Vorsicht: Absturzgefahr im Ausland

_ Um ein böses Erwachen bei der Ausführung von absturzsichernden Glaskonstruktionen im Ausland zu vermeiden, ist bei Glasern, Fenstern- und Fassadenbauern eine genaue Kenntnis der nationalen Normen unbedingt erforderlich, da in den verschiedenen Ländern die Regelungen bei absturzsichernden Verglasungen teils sehr unterschiedlich sind

In Österreich ist eine Absturzsicherung erforderlich, sobald eine zugängliche Stelle im Gebäude eine Fallhöhe von 60 cm oder mehr aufweist. Die Brüstungshöhe wird in Abhängigkeit der Absturzhöhe festgelegt. Die erfolderliche Absturzsicherung und deren Mindesthöhe wird in der OIB-Regel 4:2011 (Nutzungssicherheit und Barrierefreiheit) geregelt. Abweichend von den in der Tabelle 1 angegebenen Brüstungshöhen genügt bei Wohnungstreppen eine Brüstungshöhe von 90 cm. Eine Abminderung der Höhe kann ab einer Brüstungsbreite von 20 cm erfolgen. Die erforderliche Brüstungshöhe darf dann um die halbe Breite der Brüstung abgemindert werden, jedoch 85 cm nicht unterschreiten.
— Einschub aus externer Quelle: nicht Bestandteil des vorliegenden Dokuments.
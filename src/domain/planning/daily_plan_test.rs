use super::*;

fn date(y: i32, m: u32, d: u32) -> PlanDate {
    PlanDate::from_ymd(y, m, d).unwrap()
}

fn today() -> PlanDate {
    date(2024, 6, 13)
}

fn open_plan() -> DailyPlan {
    DailyPlan::new(today())
}

// ───────────────────────────────────────────────────────────────
// add / remove state machine
// ───────────────────────────────────────────────────────────────

#[test]
fn new_plan_starts_empty() {
    let plan = open_plan();
    assert!(plan.is_empty());
    assert!(plan.planned_ids().is_empty());
}

#[test]
fn add_transitions_empty_to_populated() {
    let mut plan = open_plan();
    let id = StepId::new();

    plan.add_to_plan(id, today()).unwrap();
    assert!(!plan.is_empty());
    assert!(plan.contains(id));
}

#[test]
fn add_is_idempotent() {
    let mut plan = open_plan();
    let id = StepId::new();

    plan.add_to_plan(id, today()).unwrap();
    let once = plan.planned_ids().to_vec();
    plan.add_to_plan(id, today()).unwrap();

    assert_eq!(plan.planned_ids(), once.as_slice());
}

#[test]
fn add_preserves_insertion_order() {
    let mut plan = open_plan();
    let (a, b, c) = (StepId::new(), StepId::new(), StepId::new());

    plan.add_to_plan(a, today()).unwrap();
    plan.add_to_plan(b, today()).unwrap();
    plan.add_to_plan(c, today()).unwrap();

    assert_eq!(plan.planned_ids(), &[a, b, c]);
}

#[test]
fn remove_of_absent_id_is_a_no_op() {
    let mut plan = open_plan();
    let id = StepId::new();
    plan.add_to_plan(id, today()).unwrap();

    plan.remove_from_plan(StepId::new(), today()).unwrap();
    assert_eq!(plan.planned_ids(), &[id]);
}

#[test]
fn remove_of_last_id_returns_to_empty() {
    let mut plan = open_plan();
    let id = StepId::new();

    plan.add_to_plan(id, today()).unwrap();
    plan.remove_from_plan(id, today()).unwrap();

    // Empty sequence, not a deleted record.
    assert!(plan.is_empty());
    assert_eq!(plan.date(), today());
}

#[test]
fn add_then_remove_is_a_no_op() {
    let mut plan = open_plan();
    let existing = StepId::new();
    plan.add_to_plan(existing, today()).unwrap();
    let before = plan.clone();

    let id = StepId::new();
    plan.add_to_plan(id, today()).unwrap();
    plan.remove_from_plan(id, today()).unwrap();

    assert_eq!(plan, before);
}

// ───────────────────────────────────────────────────────────────
// read-only past plans
// ───────────────────────────────────────────────────────────────

#[test]
fn past_plan_rejects_add() {
    let mut plan = DailyPlan::new(date(2024, 6, 10));
    let result = plan.add_to_plan(StepId::new(), today());
    assert_eq!(
        result,
        Err(PlanError::PlanDateInPast {
            date: date(2024, 6, 10)
        })
    );
}

#[test]
fn past_plan_rejects_remove_and_reorder() {
    let mut plan = DailyPlan::new(date(2024, 6, 10));
    assert!(plan.remove_from_plan(StepId::new(), today()).is_err());
    assert!(plan.reorder(Vec::new(), today()).is_err());
}

#[test]
fn future_plan_accepts_mutations() {
    let mut plan = DailyPlan::new(date(2024, 6, 20));
    assert!(plan.add_to_plan(StepId::new(), today()).is_ok());
}

// ───────────────────────────────────────────────────────────────
// reorder
// ───────────────────────────────────────────────────────────────

#[test]
fn reorder_replaces_display_order() {
    let mut plan = open_plan();
    let (a, b, c) = (StepId::new(), StepId::new(), StepId::new());
    for id in [a, b, c] {
        plan.add_to_plan(id, today()).unwrap();
    }

    plan.reorder(vec![c, a, b], today()).unwrap();
    assert_eq!(plan.planned_ids(), &[c, a, b]);
}

#[test]
fn reorder_rejects_non_permutations() {
    let mut plan = open_plan();
    let (a, b) = (StepId::new(), StepId::new());
    plan.add_to_plan(a, today()).unwrap();
    plan.add_to_plan(b, today()).unwrap();

    assert_eq!(
        plan.reorder(vec![a], today()),
        Err(PlanError::ReorderMismatch)
    );
    assert_eq!(
        plan.reorder(vec![a, StepId::new()], today()),
        Err(PlanError::ReorderMismatch)
    );
}

// ───────────────────────────────────────────────────────────────
// complete-and-retire and progress views
// ───────────────────────────────────────────────────────────────

#[test]
fn complete_and_retire_keeps_id_but_clears_remaining() {
    let mut step = DailyStep::new("Write the report", today());
    let mut plan = open_plan();
    plan.add_to_plan(step.id, today()).unwrap();

    let mut steps = vec![step.clone()];
    plan.complete_and_retire(&mut steps, step.id).unwrap();
    step = steps[0].clone();

    assert!(step.completed);
    assert!(plan.contains(step.id));
    assert!(plan.remaining_ids(&steps).is_empty());
    assert_eq!(plan.completed_count(&steps), 1);
}

#[test]
fn complete_and_retire_is_allowed_on_past_plans() {
    let yesterday = date(2024, 6, 12);
    let step = DailyStep::new("Overdue thing", yesterday);
    let mut plan = DailyPlan::new(yesterday);
    plan.add_to_plan(step.id, yesterday).unwrap();

    let mut steps = vec![step];
    let id = steps[0].id;
    assert!(plan.complete_and_retire(&mut steps, id).is_ok());
}

#[test]
fn complete_and_retire_rejects_unplanned_id() {
    let plan = open_plan();
    let mut steps = vec![DailyStep::new("Loose step", today())];
    let id = steps[0].id;

    assert_eq!(
        plan.complete_and_retire(&mut steps, id),
        Err(PlanError::StepNotPlanned(id))
    );
}

#[test]
fn complete_and_retire_rejects_unknown_step() {
    let mut plan = open_plan();
    let id = StepId::new();
    plan.add_to_plan(id, today()).unwrap();

    let mut steps: Vec<DailyStep> = Vec::new();
    assert_eq!(
        plan.complete_and_retire(&mut steps, id),
        Err(PlanError::UnknownStep(id))
    );
}

#[test]
fn progress_ratio_counts_completed_over_planned() {
    let done = {
        let mut step = DailyStep::new("done", today());
        step.complete();
        step
    };
    let pending = DailyStep::new("pending", today());

    let mut plan = open_plan();
    plan.add_to_plan(done.id, today()).unwrap();
    plan.add_to_plan(pending.id, today()).unwrap();

    let steps = vec![done, pending];
    assert!((plan.progress_ratio(&steps) - 0.5).abs() < f64::EPSILON);
    assert_eq!(plan.remaining_ids(&steps).len(), 1);
}

#[test]
fn progress_ratio_is_zero_for_empty_plan() {
    let plan = open_plan();
    assert_eq!(plan.progress_ratio(&[]), 0.0);
}

#[test]
fn progress_does_not_regress_when_step_completes() {
    let mut step = DailyStep::new("Write the report", today());
    let mut plan = open_plan();
    plan.add_to_plan(step.id, today()).unwrap();

    let planned_before = plan.planned_ids().len();
    step.complete();
    let steps = vec![step];

    assert_eq!(plan.planned_ids().len(), planned_before);
    assert!((plan.progress_ratio(&steps) - 1.0).abs() < f64::EPSILON);
}
//! Application layer - Commands, Queries, and Handlers.
//!
//! This layer orchestrates domain operations and coordinates between
//! ports. Following CQRS, it separates command handlers (write) from
//! query handlers (read).

pub mod handlers;

pub use handlers::{
    AccrualRunError, AgendaError, AspirationInsight, CompleteStepCommand, CompleteStepError,
    CompleteStepHandler, DailyAgenda, GetAspirationInsightsHandler, GetDailyAgendaHandler,
    GetDailyAgendaQuery, GoalProgressView, InsightsError, PlanCommandError, PlanStepCommand,
    PlanStepHandler, RunAccrualsHandler, UnplanStepCommand, UnplanStepHandler,
};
In Deutschland wird die Erfordernis einer Absturz-sicherung (Absturzhöhe) in den Landesbauordnungen geregelt. Die Mindestfallhöhen variieren stark. So ist z. B. in Bayern ab 50 cm und in Brandenburg ab 100 cm Fallhöhe eine Absturzsicherung notwendig. Die Brüstungshöhe wird wie in Österreich in Abhängigkeit der Absturzhöhe geregelt.

In der Schweiz ist ab einer Absturzhöhe von 100 cm ein Schutzelement erforderlich. Dieses kann bis zu einer Absturzhöhe von 150 cm z. B. auch aus einer Bepflanzung bestehen. Bei großer Absturzgefahr (Krankenhaus- und Kulturbauten, große Versammlungsräume) können Absturzsicherungen bereits bei geringeren Höhen erforderlich sein. Die Brüstungshöhen sind in der SIA 358:2010 geregelt. Geländer müssen eine Höhe von 100 cm aufweisen. Bei einer Brüstungstiefe größer als 20 cm darf die Geländerhöhe auf 90 cm reduziert werden.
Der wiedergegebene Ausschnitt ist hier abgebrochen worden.